§ Information provided:
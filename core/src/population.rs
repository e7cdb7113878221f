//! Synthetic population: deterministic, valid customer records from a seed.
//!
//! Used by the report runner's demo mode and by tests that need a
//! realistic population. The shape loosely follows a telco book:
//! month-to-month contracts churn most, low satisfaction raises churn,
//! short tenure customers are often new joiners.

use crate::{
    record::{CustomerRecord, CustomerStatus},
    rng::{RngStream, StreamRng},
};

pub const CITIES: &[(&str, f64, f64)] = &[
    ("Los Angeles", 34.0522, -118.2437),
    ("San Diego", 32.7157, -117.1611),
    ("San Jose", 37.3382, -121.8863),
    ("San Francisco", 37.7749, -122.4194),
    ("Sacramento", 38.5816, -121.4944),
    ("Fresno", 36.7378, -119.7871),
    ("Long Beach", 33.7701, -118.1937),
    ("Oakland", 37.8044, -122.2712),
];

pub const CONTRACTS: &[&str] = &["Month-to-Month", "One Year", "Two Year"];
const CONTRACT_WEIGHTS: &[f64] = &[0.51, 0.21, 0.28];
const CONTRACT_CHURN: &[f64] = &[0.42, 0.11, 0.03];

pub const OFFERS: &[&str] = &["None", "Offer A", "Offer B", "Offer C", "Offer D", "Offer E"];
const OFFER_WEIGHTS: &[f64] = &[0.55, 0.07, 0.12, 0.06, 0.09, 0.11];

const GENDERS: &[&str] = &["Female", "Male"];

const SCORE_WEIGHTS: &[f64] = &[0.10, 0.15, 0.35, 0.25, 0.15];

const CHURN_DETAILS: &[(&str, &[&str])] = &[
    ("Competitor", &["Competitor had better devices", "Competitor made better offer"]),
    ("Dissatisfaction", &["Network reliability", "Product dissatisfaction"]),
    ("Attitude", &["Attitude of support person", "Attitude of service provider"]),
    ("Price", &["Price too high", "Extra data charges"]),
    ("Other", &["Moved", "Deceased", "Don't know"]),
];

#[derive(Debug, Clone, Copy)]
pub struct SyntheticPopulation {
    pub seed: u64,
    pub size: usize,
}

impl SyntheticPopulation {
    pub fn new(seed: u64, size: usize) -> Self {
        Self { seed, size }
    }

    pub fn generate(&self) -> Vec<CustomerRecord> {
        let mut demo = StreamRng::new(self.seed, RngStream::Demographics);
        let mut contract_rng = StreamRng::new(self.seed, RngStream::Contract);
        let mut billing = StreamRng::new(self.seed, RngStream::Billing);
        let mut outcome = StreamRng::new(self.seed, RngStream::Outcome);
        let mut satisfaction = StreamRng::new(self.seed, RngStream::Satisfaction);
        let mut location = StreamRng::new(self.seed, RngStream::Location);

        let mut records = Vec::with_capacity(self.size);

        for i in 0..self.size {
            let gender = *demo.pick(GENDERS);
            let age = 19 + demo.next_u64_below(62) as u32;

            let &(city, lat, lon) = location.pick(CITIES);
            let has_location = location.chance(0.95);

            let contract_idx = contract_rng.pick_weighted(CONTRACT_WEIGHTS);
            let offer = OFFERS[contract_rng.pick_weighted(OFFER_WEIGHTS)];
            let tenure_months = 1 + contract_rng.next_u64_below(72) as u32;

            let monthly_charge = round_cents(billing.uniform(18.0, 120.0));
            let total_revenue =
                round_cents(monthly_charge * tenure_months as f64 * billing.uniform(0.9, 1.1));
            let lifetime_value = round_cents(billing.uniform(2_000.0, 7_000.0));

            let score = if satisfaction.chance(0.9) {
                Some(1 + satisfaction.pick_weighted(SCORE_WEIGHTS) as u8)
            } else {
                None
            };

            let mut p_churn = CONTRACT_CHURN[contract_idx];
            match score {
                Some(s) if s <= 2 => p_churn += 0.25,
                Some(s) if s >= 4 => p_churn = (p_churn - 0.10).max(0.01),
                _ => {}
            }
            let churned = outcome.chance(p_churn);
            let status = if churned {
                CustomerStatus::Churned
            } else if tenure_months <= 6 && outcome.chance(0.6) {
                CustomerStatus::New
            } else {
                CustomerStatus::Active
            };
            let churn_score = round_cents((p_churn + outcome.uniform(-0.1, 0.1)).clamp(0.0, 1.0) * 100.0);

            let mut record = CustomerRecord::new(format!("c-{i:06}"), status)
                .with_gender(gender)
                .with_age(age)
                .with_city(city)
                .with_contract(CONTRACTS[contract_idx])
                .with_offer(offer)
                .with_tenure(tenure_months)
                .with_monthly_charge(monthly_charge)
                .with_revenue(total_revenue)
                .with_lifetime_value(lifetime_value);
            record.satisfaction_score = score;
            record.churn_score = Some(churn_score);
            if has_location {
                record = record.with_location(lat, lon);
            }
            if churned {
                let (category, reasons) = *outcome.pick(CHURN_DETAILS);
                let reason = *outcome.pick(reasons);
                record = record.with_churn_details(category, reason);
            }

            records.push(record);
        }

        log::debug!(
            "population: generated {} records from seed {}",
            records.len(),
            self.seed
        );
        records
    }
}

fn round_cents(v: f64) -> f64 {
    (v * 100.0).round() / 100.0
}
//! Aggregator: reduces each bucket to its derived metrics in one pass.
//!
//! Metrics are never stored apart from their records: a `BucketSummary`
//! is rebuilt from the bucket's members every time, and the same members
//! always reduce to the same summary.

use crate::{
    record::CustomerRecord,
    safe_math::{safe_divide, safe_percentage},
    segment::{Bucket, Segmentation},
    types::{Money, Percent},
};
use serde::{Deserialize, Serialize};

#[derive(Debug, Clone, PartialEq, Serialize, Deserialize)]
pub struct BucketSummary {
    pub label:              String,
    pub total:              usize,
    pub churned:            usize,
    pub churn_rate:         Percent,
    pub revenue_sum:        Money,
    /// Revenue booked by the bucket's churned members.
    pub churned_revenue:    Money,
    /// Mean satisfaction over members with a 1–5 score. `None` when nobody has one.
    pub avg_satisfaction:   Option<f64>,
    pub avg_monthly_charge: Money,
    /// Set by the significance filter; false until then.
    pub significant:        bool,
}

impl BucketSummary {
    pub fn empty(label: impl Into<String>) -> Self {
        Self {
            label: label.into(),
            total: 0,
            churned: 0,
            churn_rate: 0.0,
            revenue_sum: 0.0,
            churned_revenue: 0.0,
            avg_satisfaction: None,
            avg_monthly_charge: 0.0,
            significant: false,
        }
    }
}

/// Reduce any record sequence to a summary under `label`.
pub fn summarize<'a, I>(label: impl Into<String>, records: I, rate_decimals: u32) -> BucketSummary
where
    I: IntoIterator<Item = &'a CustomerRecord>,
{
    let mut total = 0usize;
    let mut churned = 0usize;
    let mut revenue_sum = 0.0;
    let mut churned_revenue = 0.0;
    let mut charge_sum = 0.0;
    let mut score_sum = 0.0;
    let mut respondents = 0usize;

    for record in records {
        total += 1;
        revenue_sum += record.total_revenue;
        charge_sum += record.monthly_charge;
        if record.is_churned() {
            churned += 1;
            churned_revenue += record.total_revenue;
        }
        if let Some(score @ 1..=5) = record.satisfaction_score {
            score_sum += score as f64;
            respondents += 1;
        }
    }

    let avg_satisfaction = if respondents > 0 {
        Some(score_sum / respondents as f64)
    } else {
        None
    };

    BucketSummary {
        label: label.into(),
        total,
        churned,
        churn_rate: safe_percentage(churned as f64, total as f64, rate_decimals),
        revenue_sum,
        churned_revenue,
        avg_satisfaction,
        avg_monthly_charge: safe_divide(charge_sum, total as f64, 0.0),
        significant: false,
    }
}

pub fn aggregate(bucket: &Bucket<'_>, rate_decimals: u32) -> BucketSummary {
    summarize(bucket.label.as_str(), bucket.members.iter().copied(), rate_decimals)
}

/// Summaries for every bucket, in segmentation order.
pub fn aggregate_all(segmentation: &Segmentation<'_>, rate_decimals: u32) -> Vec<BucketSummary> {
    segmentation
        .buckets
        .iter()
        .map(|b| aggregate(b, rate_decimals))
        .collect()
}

--

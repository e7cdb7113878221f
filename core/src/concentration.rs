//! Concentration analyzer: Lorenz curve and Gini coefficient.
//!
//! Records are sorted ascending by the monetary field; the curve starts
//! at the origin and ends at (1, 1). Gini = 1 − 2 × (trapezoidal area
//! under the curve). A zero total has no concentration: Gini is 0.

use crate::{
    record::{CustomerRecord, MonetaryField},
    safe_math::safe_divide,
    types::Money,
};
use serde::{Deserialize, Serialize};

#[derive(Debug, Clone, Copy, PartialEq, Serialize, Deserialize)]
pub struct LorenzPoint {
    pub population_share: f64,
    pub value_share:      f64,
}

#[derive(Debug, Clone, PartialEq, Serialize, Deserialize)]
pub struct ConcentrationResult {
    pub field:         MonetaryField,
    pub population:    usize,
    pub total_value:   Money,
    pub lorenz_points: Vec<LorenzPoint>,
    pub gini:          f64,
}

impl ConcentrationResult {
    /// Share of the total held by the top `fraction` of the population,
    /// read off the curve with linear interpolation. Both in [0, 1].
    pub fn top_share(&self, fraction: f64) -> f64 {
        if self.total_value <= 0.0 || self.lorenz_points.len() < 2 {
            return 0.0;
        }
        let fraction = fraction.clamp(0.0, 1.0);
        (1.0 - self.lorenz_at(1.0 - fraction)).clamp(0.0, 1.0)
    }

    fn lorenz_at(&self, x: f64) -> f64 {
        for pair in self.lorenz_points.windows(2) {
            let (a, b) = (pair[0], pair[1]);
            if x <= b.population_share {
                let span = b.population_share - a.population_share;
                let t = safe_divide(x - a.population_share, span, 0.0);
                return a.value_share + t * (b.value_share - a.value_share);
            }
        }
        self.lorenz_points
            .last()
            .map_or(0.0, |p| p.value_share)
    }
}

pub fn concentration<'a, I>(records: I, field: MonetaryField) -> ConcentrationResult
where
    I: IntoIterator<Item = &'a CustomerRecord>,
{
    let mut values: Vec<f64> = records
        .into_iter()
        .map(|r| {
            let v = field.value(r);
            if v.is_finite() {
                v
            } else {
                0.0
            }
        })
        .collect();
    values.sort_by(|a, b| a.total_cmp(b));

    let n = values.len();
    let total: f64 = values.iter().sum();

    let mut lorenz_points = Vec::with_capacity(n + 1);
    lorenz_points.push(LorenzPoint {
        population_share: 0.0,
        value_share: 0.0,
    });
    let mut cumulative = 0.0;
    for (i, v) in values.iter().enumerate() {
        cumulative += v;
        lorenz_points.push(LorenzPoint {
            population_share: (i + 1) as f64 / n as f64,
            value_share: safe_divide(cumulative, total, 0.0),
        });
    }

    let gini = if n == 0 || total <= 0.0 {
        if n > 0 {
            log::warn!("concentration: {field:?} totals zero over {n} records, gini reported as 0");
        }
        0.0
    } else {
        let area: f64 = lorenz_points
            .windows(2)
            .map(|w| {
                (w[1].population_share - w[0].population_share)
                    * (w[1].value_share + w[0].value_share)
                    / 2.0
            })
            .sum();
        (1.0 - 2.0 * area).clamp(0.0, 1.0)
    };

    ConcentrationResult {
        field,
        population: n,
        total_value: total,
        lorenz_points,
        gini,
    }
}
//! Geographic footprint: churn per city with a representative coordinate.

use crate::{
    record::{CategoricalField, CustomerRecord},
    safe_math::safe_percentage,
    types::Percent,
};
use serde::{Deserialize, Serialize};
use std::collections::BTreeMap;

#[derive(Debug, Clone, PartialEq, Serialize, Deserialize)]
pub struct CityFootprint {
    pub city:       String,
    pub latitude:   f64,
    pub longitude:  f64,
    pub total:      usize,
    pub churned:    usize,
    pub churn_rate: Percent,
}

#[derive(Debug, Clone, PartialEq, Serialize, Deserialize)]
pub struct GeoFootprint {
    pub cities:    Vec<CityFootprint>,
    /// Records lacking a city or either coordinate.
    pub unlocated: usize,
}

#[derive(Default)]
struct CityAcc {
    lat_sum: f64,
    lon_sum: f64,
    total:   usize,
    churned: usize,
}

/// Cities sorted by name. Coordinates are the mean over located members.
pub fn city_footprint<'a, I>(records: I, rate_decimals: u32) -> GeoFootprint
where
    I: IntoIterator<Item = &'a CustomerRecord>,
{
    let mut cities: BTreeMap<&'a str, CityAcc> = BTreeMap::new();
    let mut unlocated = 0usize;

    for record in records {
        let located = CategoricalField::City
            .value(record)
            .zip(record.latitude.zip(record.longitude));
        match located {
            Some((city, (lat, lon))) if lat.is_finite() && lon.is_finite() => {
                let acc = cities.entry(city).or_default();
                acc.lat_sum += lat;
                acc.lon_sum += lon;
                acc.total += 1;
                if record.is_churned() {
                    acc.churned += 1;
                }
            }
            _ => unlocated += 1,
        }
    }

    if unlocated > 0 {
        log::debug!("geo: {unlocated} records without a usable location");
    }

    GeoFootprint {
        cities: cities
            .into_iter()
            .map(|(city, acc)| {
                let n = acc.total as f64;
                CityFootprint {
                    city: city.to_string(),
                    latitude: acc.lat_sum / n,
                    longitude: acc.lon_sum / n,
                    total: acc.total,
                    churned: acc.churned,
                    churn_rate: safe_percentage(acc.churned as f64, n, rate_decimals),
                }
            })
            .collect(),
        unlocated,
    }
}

§ Work to complete: State how many lines in the material contain "CityAcc", giving nothing besides the count.

§ Exercise result: 2